### Geospatial data with Cosmos DB
Azure Cosmos DB Geospatial example <br/>
https://learn.microsoft.com/en-us/azure/cosmos-db/nosql/query/geospatial-intro

In [None]:
# Install required libraries
%pip install azure-cosmos
%pip install faker

# import azure.cosmos
# print(azure.cosmos.__version__)

In [1]:
# Initialization and config
from azure.cosmos import CosmosClient, PartitionKey
from configparser import ConfigParser
from faker import Faker

import os
import json
import uuid

# Assuming structure Notebooks/Models
parser = ConfigParser()
parser.read('../NotebookConfig.cfg')

cosmosAccountURI = parser.get('CosmosDB', 'COSMOSDB_ACCOUNT_URI')
cosmosAccountKey = parser.get('CosmosDB', 'COSMOSDB_ACCOUNT_KEY')

databaseName = 'Learn'
containerName = 'GeoJSON'
partitionKeypath = '/PartitionKey'
osPath = './OutputFiles/'

Faker.seed(0)
fake = Faker(['en-US'])

if not os.path.exists(osPath):
    os.mkdir(osPath)

In [2]:
client = CosmosClient(cosmosAccountURI, cosmosAccountKey)
db = client.create_database_if_not_exists(databaseName)

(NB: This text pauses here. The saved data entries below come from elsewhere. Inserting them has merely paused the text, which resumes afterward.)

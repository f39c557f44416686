//! Configuration data structures.

use std::path::PathBuf;

use serde::{Deserialize, Serialize};

use super::comment::DEFAULT_COMMENT;

/// A language registered before the document is scanned.
#[derive(Debug, Clone, PartialEq, Eq, Serialize, Deserialize)]
pub struct LanguageConfig {
    /// Language name as used in begin/end markers.
    pub name: String,

    /// Comment template; the default template applies when absent.
    #[serde(default)]
    pub comment: Option<String>,
}

impl LanguageConfig {
    /// Creates a language entry with the default comment template.
    pub fn new(name: impl Into<String>) -> Self {
        Self {
            name: name.into(),
            comment: None,
        }
    }

    /// Sets the comment template.
    pub fn with_comment(mut self, comment: impl Into<String>) -> Self {
        self.comment = Some(comment.into());
        self
    }
}

/// Main configuration structure for texlip.
///
/// Handed to the engine once and never mutated during a run.
#[derive(Debug, Clone, PartialEq, Eq, Serialize, Deserialize)]
pub struct Config {
    /// Root directory for generated files.
    #[serde(default = "default_basedir")]
    pub basedir: PathBuf,

    /// Place each language's outputs in `<basedir>/<language>/`.
    #[serde(default)]
    pub lang_hier: bool,

    /// Write a provenance comment as the first line of each output.
    #[serde(default)]
    pub tag: bool,

    /// Write a timestamp comment as the last line of each non-empty output.
    #[serde(default)]
    pub timetag: bool,

    /// strftime-style format of the timestamp comment.
    #[serde(default = "default_time_format")]
    pub time_format: String,

    /// Comment template given to newly registered languages.
    #[serde(default = "default_comment")]
    pub default_comment: String,

    /// Languages registered before the first line is read.
    #[serde(default)]
    pub languages: Vec<LanguageConfig>,
}

fn default_basedir() -> PathBuf {
    PathBuf::from(".")
}

fn default_time_format() -> String {
    "[%T] %a, %d %b %Y".to_string()
}

fn default_comment() -> String {
    DEFAULT_COMMENT.to_string()
}

impl Default for Config {
    fn default() -> Self {
        Self {
            basedir: default_basedir(),
            lang_hier: false,
            tag: false,
            timetag: false,
            time_format: default_time_format(),
            default_comment: default_comment(),
            languages: Vec::new(),
        }
    }
}

impl Config {
    /// Returns a copy writing into `basedir`.
    #[must_use]
    pub fn with_basedir(mut self, basedir: impl Into<PathBuf>) -> Self {
        self.basedir = basedir.into();
        self
    }
}
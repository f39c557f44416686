//! Output store: lazily created destination files.

use std::fs::File;
use std::io::{BufWriter, Write};
use std::path::PathBuf;

use indexmap::IndexMap;

use super::language::{LanguageId, LanguageRegistry};
use crate::errors::Result;
use crate::io::create_output_file;

/// Handle to an output in an [`OutputStore`].
#[derive(Debug, Clone, Copy, PartialEq, Eq, Hash)]
pub struct OutputId(usize);

/// A destination file accumulating extracted lines.
#[derive(Debug)]
pub struct Output {
    /// Output name as given in the begin marker.
    pub name: String,
    /// Language the output was bound to on creation.
    pub language: LanguageId,
    /// Full path of the generated file.
    pub path: PathBuf,
    lineno: usize,
    writer: BufWriter<File>,
}

impl Output {
    /// Number of lines written so far.
    pub fn line_count(&self) -> usize {
        self.lineno
    }

    fn write_comment(&mut self, registry: &LanguageRegistry, payload: &str) -> Result<()> {
        let comment = registry.get(self.language).comment(payload);
        writeln!(self.writer, "{}", comment)?;
        Ok(())
    }
}

/// All outputs created during a run, keyed by name.
#[derive(Debug)]
pub struct OutputStore {
    outputs: Vec<Output>,
    by_name: IndexMap<String, OutputId>,
    basedir: PathBuf,
    tag_source: Option<String>,
}

impl OutputStore {
    /// Creates an empty store writing below `basedir`.
    ///
    /// With `tag_source` set, the first line of each output is a comment
    /// naming the source document and the output.
    pub fn new(basedir: impl Into<PathBuf>, tag_source: Option<String>) -> Self {
        Self {
            outputs: Vec::new(),
            by_name: IndexMap::new(),
            basedir: basedir.into(),
            tag_source,
        }
    }

    /// Returns the output called `name`, creating it bound to `language`
    /// on first use.
    ///
    /// An existing output keeps its original language binding.
    pub fn resolve(
        &mut self,
        name: &str,
        language: LanguageId,
        registry: &mut LanguageRegistry,
    ) -> Result<OutputId> {
        if let Some(&id) = self.by_name.get(name) {
            return Ok(id);
        }

        let lang = registry.get_mut(language);
        let path = lang.output_dir(&self.basedir).join(name);
        let writer = create_output_file(&path)?;
        lang.total_files += 1;
        tracing::debug!("Created {} for language {}", path.display(), lang.name);

        let id = OutputId(self.outputs.len());
        self.outputs.push(Output {
            name: name.to_string(),
            language,
            path,
            lineno: 0,
            writer,
        });
        self.by_name.insert(name.to_string(), id);
        Ok(id)
    }

    /// Appends `line` verbatim to an output and updates the statistics.
    pub fn write_line(
        &mut self,
        id: OutputId,
        line: &[u8],
        registry: &mut LanguageRegistry,
    ) -> Result<()> {
        let output = &mut self.outputs[id.0];
        if output.lineno == 0 {
            if let Some(source) = &self.tag_source {
                let tag = format!("{} -> {}", source, output.name);
                output.write_comment(registry, &tag)?;
            }
        }
        output.writer.write_all(line)?;
        output.lineno += 1;
        registry.get_mut(output.language).total_lines += 1;
        Ok(())
    }

    /// Flushes and closes every output.
    ///
    /// With `timestamp` set, each output that received lines gets a final
    /// comment carrying it.
    pub fn finish(self, registry: &LanguageRegistry, timestamp: Option<&str>) -> Result<()> {
        for mut output in self.outputs {
            if output.lineno > 0 {
                if let Some(stamp) = timestamp {
                    output.write_comment(registry, stamp)?;
                }
            }
            // into_inner flushes; dropping the file closes it.
            output.writer.into_inner().map_err(|e| e.into_error())?;
        }
        Ok(())
    }

    /// Looks up an output by name.
    pub fn lookup(&self, name: &str) -> Option<OutputId> {
        self.by_name.get(name).copied()
    }

    /// Returns the output behind an id.
    pub fn get(&self, id: OutputId) -> &Output {
        &self.outputs[id.0]
    }

    /// Returns true if no output has been created.
    pub fn is_empty(&self) -> bool {
        self.outputs.is_empty()
    }
}
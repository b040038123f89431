use thiserror::Error;

pub type PlotResult<T> = Result<T, PlotError>;

#[derive(Debug, Error)]
pub enum PlotError {
    #[error("invalid viewport size: width={width}, height={height}")]
    InvalidViewport { width: u32, height: u32 },

    #[error("invalid plot geometry: {0}")]
    InvalidGeometry(String),

    #[error("invalid data: {0}")]
    InvalidData(String),

    #[error("unknown metric `{0}`")]
    UnknownMetric(String),

    #[error("failed to load dataset: {0}")]
    Fetch(String),
}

pkPath = PartitionKey(path=partitionKeypath)
ctr = db.create_container_if_not_exists(id=containerName, partition_key=pkPath, offer_throughput=1000)

In [8]:
# Reference list for documents that should have consistent values across cell/operations.
from collections import OrderedDict
maxRange = 10000
IOTSources = []

os.makedirs(os.path.dirname('./OutputFiles/'), exist_ok=True)
with open('./OutputFiles/' + containerName + '_referenceData.json', 'w') as jsonFile:
    for i in range(maxRange):
        entity = {            
            'Name': fake.bothify('????_############')
            , 'Type': fake.random_element(elements=('Type1', 'Type2', 'Type3', 'Type4', 'Type5', 'Type6'))
        }
        IOTSources.append(entity)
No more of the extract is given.